Below is a block of records. Copy every line in it that contains the word "FromRow".

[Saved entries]
*****

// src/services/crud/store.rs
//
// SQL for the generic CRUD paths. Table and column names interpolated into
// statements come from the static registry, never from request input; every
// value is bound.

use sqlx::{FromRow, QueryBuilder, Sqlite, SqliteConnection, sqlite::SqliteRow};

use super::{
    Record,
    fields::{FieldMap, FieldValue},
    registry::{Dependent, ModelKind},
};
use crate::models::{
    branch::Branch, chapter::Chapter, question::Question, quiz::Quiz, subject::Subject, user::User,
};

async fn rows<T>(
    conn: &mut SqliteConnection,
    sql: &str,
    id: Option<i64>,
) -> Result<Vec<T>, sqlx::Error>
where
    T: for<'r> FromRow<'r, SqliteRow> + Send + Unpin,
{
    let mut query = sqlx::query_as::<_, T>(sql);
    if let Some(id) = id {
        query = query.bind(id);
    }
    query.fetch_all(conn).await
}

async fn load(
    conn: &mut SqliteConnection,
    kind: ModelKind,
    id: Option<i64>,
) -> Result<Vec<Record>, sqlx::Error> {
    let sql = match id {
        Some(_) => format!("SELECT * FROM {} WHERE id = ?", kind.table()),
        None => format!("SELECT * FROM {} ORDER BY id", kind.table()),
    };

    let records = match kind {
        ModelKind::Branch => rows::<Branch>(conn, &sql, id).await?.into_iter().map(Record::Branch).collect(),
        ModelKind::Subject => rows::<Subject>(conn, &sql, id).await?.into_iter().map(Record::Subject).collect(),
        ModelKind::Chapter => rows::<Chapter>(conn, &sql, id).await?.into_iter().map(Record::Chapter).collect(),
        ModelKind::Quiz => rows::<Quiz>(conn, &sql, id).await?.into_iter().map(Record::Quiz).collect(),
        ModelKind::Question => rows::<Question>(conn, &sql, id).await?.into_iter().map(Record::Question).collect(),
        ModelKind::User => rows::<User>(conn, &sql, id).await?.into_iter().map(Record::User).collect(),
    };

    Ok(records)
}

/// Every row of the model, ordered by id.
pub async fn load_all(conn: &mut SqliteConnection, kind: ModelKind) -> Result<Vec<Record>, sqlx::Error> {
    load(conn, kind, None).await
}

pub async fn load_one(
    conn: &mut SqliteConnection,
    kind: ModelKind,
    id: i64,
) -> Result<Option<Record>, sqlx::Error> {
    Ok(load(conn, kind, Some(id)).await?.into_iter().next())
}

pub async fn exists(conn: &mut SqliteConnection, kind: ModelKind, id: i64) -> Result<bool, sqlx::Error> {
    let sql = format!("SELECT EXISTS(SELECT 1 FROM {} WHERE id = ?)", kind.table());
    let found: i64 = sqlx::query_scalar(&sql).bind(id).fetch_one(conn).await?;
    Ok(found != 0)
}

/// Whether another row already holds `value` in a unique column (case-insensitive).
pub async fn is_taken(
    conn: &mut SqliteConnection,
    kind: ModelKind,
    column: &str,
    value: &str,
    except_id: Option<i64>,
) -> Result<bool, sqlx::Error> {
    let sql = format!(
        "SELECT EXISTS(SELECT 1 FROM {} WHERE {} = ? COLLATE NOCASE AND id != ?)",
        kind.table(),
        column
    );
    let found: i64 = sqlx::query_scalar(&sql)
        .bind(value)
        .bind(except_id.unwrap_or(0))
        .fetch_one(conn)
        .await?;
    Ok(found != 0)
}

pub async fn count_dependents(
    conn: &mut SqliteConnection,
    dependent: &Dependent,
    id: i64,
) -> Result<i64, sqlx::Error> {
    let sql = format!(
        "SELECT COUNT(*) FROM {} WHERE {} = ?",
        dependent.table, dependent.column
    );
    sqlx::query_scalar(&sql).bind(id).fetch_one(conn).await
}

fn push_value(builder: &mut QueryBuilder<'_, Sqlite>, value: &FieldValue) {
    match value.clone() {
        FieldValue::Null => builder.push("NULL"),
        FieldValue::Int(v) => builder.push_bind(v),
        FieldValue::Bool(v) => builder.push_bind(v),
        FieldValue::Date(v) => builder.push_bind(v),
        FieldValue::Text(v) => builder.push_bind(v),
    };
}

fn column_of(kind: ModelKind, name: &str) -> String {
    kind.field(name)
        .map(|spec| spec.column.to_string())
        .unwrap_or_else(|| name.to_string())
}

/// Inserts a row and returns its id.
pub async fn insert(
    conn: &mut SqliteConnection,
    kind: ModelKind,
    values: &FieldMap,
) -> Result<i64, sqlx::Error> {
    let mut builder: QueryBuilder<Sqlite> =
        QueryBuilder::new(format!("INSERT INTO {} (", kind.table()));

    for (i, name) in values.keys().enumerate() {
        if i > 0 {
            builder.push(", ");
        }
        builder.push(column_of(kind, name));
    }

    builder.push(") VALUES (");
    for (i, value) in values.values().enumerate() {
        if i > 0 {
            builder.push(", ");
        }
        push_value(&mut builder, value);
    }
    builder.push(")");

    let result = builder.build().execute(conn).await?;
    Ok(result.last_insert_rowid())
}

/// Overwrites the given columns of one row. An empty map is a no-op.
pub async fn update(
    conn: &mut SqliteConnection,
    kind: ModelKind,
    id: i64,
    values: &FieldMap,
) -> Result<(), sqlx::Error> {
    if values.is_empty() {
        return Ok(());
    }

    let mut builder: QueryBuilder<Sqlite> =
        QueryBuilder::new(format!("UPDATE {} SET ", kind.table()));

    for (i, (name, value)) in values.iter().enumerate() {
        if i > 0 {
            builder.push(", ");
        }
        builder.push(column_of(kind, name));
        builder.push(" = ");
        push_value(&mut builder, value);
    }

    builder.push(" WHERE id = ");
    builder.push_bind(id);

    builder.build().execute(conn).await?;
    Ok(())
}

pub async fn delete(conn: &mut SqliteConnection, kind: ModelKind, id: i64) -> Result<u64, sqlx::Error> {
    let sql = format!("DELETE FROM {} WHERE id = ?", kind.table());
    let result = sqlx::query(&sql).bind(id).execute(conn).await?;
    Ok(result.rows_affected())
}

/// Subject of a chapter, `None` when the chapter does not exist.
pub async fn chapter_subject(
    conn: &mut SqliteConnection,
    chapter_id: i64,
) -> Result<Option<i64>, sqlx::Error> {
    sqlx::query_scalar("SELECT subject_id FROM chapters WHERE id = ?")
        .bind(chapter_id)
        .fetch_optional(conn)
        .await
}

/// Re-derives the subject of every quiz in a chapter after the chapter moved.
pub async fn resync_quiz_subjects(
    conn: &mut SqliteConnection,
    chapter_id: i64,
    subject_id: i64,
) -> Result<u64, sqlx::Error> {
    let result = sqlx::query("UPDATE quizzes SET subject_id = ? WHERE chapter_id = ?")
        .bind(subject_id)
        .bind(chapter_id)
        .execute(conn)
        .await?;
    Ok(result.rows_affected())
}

*****

▸ The completed task:
use sqlx::{FromRow, QueryBuilder, Sqlite, SqliteConnection, sqlite::SqliteRow};
    T: for<'r> FromRow<'r, SqliteRow> + Send + Unpin,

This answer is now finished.